One of the most remarkable stories in the book concerns a Methodist minister in Hartford, Conn., the Rev. Walter Everett. His 24-year-old son had been killed in a confrontation with a man named Mike Carlucci, who was high on cocaine at the time of the killing. Initially, Rev. Everett was filled with bitterness, not least because of Carlucci’s relatively light sentence of 10 years. But in court on the day of sentencing, he was moved by Carlucci’s sincere expression of sorrow for what he had done. Later, he wrote to him in prison—both to tell him of the pain and grief he had caused, but also to thank him for the contrition he had expressed in court.

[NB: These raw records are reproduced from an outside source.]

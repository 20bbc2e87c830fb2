use crate::data::Instance;
use crate::solver::local_search::{drain_moves, fill_moves, local_search};
use crate::solver::{perturbation, Solution, MY_EPSILON};
use log::trace;
use rand::Rng;
use std::collections::{BTreeSet, BinaryHeap};
use std::time::Instant;

pub struct Config {
  pub maxiter: u32,
  pub accept: f64,
}

// Iterated local search: alternate the multi-improvement descent with random
// kicks, accepting a new working basis when the descent lands within
// `accept` times the best cost seen so far.
pub fn iterated_local_search<'a, R: Rng>(
  inst: &'a Instance,
  sol: Solution<'a>,
  config: &Config,
  rng: &mut R,
  deadline: Instant,
) -> Solution<'a> {
  let mut sol = sol;

  if config.maxiter == 1 {
    local_search(&mut sol, deadline);
    return sol;
  }

  let mut best_sol = sol.clone();
  let mut working_sol = sol.clone();

  let mut invalid_warehouses: BTreeSet<usize> = (0..inst.n_warehouses).collect();
  let mut closing_forbidden = BTreeSet::new();
  let mut opening_forbidden = BTreeSet::new();
  let mut moves = BinaryHeap::new();

  let mut i = 0;
  while Instant::now() < deadline && i < config.maxiter {
    if i > 0 {
      if sol.cost() + MY_EPSILON < config.accept * best_sol.cost() {
        working_sol = sol.clone();
      } else {
        sol = working_sol.clone();
      }

      let mut kick = None;
      for _ in 0..5 {
        kick = perturbation::perturb(
          &mut sol,
          &mut invalid_warehouses,
          &mut closing_forbidden,
          &mut opening_forbidden,
          rng,
        );
        if kick.is_some() {
          break;
        }
      }
      match kick {
        Some(op) => trace!("applied kick {} ({})", op, i),
        None => break,
      }
    }

    while Instant::now() < deadline {
      fill_moves(&sol, &invalid_warehouses, &closing_forbidden, &opening_forbidden, &mut moves);
      if moves.is_empty() {
        break;
      }
      invalid_warehouses.clear();
      drain_moves(&mut sol, &mut moves, &mut invalid_warehouses, deadline);

      if sol.cost() < best_sol.cost() - MY_EPSILON {
        best_sol = sol.clone();
      }
    }

    i += 1;
  }

  return best_sol;
}
//! Logging setup utilities for the irori session relay.

use tracing_subscriber::{layer::SubscriberExt, util::SubscriberInitExt};

/// Initialize the tracing subscriber with the specified default log level.
///
/// This function sets up logging for both the application crate and the binary.
/// The log level can be overridden using the `RUST_LOG` environment variable.
///
/// # Arguments
///
/// * `crate_name` - The name of the crate emitting logs (e.g., "irori_server")
/// * `default_log_level` - The default log level (e.g., "debug", "info", "warn", "error")
///
/// # Examples
///
/// ```no_run
/// use irori_shared::logger::setup_logger;
///
/// setup_logger("irori_server", "debug");
/// ```
pub fn setup_logger(crate_name: &str, default_log_level: &str) {
    tracing_subscriber::registry()
        .with(
            tracing_subscriber::EnvFilter::try_from_default_env().unwrap_or_else(|_| {
                format!(
                    "{}={},tower_http={}",
                    crate_name.replace("-", "_"),
                    default_log_level,
                    default_log_level
                )
                .into()
            }),
        )
        .with(tracing_subscriber::fmt::layer())
        .init();
}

He ended the letter by saying that he forgave him, and he immediately felt a lightening of his burden. "By offering forgiveness, I freed myself from that hurt," Bosco quotes him as saying. Three weeks later, to his surprise, a reply came from Carlucci, who was so struck by the forgiving spirit of Rev. Everett that he fell to his knees in his prison cell and prayed for his own forgiveness. He wrote back saying that Rev. Everett had given him the will to live.

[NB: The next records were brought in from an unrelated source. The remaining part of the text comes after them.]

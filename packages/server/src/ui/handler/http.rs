//! HTTP API endpoint handlers.

use std::sync::Arc;

use axum::{
    Json,
    extract::{Path, State},
    http::StatusCode,
    response::{IntoResponse, Response},
};

use irori_shared::time::timestamp_to_rfc3339;

use crate::{
    domain::RoomId,
    infrastructure::dto::http::{
        ErrorResponse, MemberDetailDto, RoomDetailDto, RoomSummaryDto, TokenExchangeRequest,
    },
    infrastructure::oauth::TokenExchangeError,
    ui::state::AppState,
    usecase::GetRoomDetailError,
};

/// Health check endpoint
pub async fn health_check() -> Json<serde_json::Value> {
    Json(serde_json::json!({"status": "ok"}))
}

/// Discord OAuth のコード交換エンドポイント
///
/// コーディネータで唯一、呼び出し元に構造化エラーを返す経路。
/// 上流が拒否した場合はステータスとレスポンスボディをそのまま透過する
/// （クライアントが Discord のエラー内容をユーザーに見せられるように）。
pub async fn exchange_token(
    State(state): State<Arc<AppState>>,
    Json(request): Json<TokenExchangeRequest>,
) -> Response {
    match state.token_client.exchange(&request.code).await {
        Ok(payload) => Json(payload).into_response(),
        Err(e @ TokenExchangeError::MissingCode) => (
            StatusCode::BAD_REQUEST,
            Json(ErrorResponse {
                error: e.to_string(),
            }),
        )
            .into_response(),
        Err(e @ TokenExchangeError::MissingSecret) => (
            StatusCode::INTERNAL_SERVER_ERROR,
            Json(ErrorResponse {
                error: e.to_string(),
            }),
        )
            .into_response(),
        Err(TokenExchangeError::Rejected { status, body }) => {
            let status = StatusCode::from_u16(status).unwrap_or(StatusCode::BAD_GATEWAY);
            match serde_json::from_str::<serde_json::Value>(&body) {
                Ok(upstream) => (status, Json(upstream)).into_response(),
                Err(_) => (status, Json(ErrorResponse { error: body })).into_response(),
            }
        }
        Err(e) => (
            StatusCode::BAD_GATEWAY,
            Json(ErrorResponse {
                error: e.to_string(),
            }),
        )
            .into_response(),
    }
}

/// Get list of rooms
pub async fn get_rooms(State(state): State<Arc<AppState>>) -> Json<Vec<RoomSummaryDto>> {
    let summaries = state.get_rooms_usecase.execute().await;

    // Domain Model から DTO への変換
    let summaries: Vec<RoomSummaryDto> = summaries
        .into_iter()
        .map(|summary| RoomSummaryDto {
            id: summary.id.as_str().to_string(),
            member_count: summary.member_count,
            pending_count: summary.pending_count,
            has_host: summary.has_host,
        })
        .collect();

    Json(summaries)
}

/// Get room detail by ID
pub async fn get_room_detail(
    State(state): State<Arc<AppState>>,
    Path(room_id): Path<String>,
) -> Result<Json<RoomDetailDto>, StatusCode> {
    let Ok(room_id) = RoomId::new(room_id) else {
        return Err(StatusCode::NOT_FOUND);
    };

    match state.get_room_detail_usecase.execute(&room_id).await {
        Ok(detail) => {
            // Domain Model から DTO への変換
            Ok(Json(RoomDetailDto {
                id: detail.id.as_str().to_string(),
                has_host: detail.host.is_some(),
                host: detail.host.map(|host| host.as_str().to_string()),
                members: detail
                    .members
                    .iter()
                    .map(|member| MemberDetailDto {
                        player_id: member.id.as_str().to_string(),
                        player_name: member.name.as_str().to_string(),
                        joined_at: timestamp_to_rfc3339(member.joined_at),
                    })
                    .collect(),
                pending_count: detail.pending_count,
                object_count: detail.object_count,
                created_at: timestamp_to_rfc3339(detail.created_at),
            }))
        }
        Err(GetRoomDetailError::RoomNotFound) => Err(StatusCode::NOT_FOUND),
    }
}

The friendship grew and then the story took what the author rightly calls an amazing turn. Years later, after his release, Carlucci met a young woman and they decided to marry. They asked Rev. Everett to perform the marriage, and he did. Ms. Bosco herself came to know Mike Carlucci in 1999 when he was on a panel at Boston College in which she, Rev. Everett, and the mother of another murder victim took part. The focus of the panelists’ stories was on "how healing the trauma of murder could only occur by forgiving"—and Mike’s presence was an example of how "forgiveness bears good fruit."

Ms. Bosco expands the scope of her book to include a critique of various aspects of our deeply flawed criminal justice system: mentally ill prisoners who should be in mental institutions instead of behind bars, the surge in prison construction and the growth of for-profit prisons and the irrationality of our mandatory minimum drug laws. But the book’s primary focus remains the death penalty.

In the book’s postscript, Ms. Bosco speaks of the challenge that faces us. First, she says, "we have to stop the lie that has been built into our society: that killing is an acceptable way to handle those we consider to be the aggressors." In her writing and her appearances on panels around the country, she herself helps increase the momentum toward a moratorium on executions, with abolition as the eventual goal—the goal, indeed, of Murder Victims Families for Reconciliation, of which she is a member. Although a majority of Americans still support capital punishment, support has been waning in recent years. A Washington Post-ABC news poll early in 2001 found that when offered the option of life in prison without possibility of parole, almost half the respondents chose that over the death penalty. Many human rights advocates, however, would see life in prison with no hope of parole as itself a flawed penalty. They would agree that we still have a long way to go when it comes to dealing justly and humanely with those who take the lives of others.